## Task requirements
Among the records, which lines hold the word "through"? Pick them out.

========

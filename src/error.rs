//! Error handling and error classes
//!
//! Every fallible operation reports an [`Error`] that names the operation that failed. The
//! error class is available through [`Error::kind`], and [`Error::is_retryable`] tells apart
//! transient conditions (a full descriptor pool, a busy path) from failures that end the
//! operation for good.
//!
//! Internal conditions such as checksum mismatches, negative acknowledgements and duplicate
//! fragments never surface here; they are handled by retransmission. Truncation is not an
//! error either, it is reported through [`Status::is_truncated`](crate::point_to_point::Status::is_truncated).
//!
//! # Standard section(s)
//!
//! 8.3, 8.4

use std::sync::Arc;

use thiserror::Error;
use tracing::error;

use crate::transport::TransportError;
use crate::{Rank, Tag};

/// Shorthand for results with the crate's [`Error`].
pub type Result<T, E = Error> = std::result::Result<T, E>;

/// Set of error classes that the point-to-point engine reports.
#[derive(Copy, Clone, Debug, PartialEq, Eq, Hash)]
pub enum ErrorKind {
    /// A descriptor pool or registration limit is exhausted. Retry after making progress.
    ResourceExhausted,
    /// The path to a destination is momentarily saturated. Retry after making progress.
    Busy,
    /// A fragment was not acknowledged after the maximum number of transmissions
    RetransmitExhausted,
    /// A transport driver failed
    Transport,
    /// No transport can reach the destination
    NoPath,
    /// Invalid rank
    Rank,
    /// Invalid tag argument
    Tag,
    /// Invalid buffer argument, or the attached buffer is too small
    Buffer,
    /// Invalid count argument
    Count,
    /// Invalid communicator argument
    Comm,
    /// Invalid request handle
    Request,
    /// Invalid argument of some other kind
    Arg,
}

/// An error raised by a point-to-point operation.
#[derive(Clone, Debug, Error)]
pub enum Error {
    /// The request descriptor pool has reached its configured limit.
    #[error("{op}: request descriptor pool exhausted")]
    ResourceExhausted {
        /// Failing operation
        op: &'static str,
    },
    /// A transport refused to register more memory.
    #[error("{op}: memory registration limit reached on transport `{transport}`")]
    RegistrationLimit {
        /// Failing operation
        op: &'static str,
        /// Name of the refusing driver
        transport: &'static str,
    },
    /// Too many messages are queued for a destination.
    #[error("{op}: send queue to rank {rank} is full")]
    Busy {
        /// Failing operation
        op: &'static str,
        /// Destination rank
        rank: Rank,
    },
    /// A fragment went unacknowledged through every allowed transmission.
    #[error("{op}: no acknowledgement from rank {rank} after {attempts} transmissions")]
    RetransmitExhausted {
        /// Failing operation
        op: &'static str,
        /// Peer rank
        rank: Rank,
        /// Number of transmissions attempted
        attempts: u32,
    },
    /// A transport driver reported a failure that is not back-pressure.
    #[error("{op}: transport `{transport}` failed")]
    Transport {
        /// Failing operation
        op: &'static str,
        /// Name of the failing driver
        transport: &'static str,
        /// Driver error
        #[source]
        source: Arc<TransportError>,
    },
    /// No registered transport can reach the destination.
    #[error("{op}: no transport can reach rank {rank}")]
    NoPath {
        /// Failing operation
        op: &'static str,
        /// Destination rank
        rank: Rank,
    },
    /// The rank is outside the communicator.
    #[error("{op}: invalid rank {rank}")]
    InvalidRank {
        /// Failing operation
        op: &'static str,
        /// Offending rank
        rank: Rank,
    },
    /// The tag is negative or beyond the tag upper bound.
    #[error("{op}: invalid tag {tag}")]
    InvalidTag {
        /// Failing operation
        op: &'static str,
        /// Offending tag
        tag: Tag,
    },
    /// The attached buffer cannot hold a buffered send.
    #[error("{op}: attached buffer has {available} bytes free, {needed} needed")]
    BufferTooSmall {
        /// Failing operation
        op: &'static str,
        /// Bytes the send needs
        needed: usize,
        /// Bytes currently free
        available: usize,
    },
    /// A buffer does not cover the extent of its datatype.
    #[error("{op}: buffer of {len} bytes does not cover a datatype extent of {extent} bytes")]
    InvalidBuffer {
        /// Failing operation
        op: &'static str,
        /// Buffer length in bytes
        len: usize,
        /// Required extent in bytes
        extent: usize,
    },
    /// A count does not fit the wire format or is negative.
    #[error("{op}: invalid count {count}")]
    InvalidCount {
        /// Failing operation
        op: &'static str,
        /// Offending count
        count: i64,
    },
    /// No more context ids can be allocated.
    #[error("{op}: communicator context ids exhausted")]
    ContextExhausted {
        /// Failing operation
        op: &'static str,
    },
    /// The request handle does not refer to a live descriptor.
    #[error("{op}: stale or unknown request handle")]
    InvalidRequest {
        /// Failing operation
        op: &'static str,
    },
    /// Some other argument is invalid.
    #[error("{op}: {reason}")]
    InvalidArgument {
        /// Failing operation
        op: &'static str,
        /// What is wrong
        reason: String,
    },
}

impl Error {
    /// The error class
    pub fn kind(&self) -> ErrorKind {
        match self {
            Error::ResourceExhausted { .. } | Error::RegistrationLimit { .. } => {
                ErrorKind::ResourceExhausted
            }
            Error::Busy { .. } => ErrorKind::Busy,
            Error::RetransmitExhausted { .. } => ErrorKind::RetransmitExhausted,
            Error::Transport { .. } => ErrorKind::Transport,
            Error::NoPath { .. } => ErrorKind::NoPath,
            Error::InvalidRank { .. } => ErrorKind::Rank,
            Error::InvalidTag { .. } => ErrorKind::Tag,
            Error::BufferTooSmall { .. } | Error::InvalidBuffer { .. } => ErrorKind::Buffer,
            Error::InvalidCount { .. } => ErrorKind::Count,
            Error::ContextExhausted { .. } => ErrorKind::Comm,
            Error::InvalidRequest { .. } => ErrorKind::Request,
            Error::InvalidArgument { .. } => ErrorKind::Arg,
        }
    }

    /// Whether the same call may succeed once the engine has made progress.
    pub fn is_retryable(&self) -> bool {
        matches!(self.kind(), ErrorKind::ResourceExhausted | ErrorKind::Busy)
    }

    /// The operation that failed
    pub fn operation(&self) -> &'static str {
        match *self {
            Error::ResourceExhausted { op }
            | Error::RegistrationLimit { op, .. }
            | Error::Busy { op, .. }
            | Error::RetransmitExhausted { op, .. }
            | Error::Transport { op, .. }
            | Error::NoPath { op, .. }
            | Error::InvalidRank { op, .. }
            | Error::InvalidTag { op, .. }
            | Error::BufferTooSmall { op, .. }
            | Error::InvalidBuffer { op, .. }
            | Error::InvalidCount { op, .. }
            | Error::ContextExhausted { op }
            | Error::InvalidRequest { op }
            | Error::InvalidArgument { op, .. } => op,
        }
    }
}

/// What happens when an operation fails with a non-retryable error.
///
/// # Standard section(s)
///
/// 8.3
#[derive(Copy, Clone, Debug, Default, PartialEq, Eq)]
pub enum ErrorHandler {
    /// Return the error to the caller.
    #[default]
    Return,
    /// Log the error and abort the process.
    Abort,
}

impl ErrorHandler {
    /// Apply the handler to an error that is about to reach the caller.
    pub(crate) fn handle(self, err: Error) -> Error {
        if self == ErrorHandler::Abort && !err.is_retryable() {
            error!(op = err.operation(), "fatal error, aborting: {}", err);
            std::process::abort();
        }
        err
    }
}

========

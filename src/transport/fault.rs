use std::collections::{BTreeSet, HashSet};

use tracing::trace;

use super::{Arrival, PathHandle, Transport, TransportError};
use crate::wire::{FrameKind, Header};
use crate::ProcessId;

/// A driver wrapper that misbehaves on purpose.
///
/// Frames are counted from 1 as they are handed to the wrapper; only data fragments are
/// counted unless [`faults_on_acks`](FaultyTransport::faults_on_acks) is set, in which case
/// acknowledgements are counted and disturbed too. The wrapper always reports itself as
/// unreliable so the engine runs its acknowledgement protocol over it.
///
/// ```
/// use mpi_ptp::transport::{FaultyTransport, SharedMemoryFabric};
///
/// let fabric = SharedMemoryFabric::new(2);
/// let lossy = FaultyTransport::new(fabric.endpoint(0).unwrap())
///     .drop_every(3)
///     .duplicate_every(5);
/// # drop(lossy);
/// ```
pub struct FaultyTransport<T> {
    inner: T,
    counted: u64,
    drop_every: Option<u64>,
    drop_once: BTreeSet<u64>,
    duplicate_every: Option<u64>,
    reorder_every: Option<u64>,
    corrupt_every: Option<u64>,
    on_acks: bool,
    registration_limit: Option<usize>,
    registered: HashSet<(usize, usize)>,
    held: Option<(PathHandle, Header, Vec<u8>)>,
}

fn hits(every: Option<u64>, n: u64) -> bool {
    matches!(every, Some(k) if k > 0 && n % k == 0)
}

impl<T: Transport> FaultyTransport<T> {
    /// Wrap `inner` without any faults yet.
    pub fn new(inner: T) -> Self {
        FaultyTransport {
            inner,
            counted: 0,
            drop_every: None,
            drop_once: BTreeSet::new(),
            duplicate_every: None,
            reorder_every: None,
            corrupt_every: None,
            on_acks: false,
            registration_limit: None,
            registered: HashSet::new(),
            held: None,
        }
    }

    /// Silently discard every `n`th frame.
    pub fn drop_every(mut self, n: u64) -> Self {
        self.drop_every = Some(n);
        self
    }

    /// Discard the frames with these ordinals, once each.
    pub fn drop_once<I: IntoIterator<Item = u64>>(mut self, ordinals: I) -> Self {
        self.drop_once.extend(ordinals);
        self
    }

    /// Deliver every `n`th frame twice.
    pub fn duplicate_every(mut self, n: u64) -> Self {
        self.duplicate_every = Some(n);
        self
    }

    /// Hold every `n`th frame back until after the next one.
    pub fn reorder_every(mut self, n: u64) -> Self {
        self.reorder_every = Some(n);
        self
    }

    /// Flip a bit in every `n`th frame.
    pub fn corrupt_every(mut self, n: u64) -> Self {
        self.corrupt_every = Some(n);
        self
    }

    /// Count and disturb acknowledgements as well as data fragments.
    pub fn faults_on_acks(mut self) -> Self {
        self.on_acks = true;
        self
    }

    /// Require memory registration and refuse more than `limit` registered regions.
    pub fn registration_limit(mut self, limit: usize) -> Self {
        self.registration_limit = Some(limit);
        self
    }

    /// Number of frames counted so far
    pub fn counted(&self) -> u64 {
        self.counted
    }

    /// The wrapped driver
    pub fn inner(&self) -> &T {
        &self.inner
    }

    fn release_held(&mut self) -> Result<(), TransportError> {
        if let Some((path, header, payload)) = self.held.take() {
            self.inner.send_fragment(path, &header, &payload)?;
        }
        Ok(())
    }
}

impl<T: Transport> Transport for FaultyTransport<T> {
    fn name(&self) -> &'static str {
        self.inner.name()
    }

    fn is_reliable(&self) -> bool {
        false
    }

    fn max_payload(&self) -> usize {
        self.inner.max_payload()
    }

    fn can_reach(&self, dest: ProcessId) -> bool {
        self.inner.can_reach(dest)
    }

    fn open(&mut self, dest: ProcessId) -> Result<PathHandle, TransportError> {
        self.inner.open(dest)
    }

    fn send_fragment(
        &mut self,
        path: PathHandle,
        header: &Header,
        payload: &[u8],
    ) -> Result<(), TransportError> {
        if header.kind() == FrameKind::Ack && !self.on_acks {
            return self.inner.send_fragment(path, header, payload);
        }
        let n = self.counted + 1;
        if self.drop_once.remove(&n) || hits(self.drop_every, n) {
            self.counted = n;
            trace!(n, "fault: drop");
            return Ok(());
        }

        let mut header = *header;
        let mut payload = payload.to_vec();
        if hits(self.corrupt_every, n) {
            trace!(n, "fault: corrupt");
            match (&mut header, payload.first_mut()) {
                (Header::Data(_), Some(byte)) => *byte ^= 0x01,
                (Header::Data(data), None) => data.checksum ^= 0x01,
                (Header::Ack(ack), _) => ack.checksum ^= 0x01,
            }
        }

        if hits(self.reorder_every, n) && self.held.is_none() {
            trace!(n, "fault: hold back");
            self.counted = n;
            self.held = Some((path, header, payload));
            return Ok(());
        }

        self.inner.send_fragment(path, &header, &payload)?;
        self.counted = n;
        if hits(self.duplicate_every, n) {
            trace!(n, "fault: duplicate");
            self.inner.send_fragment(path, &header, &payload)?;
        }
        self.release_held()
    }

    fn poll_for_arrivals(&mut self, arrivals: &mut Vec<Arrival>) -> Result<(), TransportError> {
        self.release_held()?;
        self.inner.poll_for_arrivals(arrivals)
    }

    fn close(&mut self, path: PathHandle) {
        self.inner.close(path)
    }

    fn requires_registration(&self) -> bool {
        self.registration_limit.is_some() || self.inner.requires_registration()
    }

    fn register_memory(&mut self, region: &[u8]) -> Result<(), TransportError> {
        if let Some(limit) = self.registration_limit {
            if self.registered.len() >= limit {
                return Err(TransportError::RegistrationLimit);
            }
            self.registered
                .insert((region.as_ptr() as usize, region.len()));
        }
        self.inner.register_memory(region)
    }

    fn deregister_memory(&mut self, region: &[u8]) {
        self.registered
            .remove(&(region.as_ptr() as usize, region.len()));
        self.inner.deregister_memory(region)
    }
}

========

## Task response
//! error class is available through [`Error::kind`], and [`Error::is_retryable`] tells apart
//! error either, it is reported through [`Status::is_truncated`](crate::point_to_point::Status::is_truncated).
    /// A fragment went unacknowledged through every allowed transmission.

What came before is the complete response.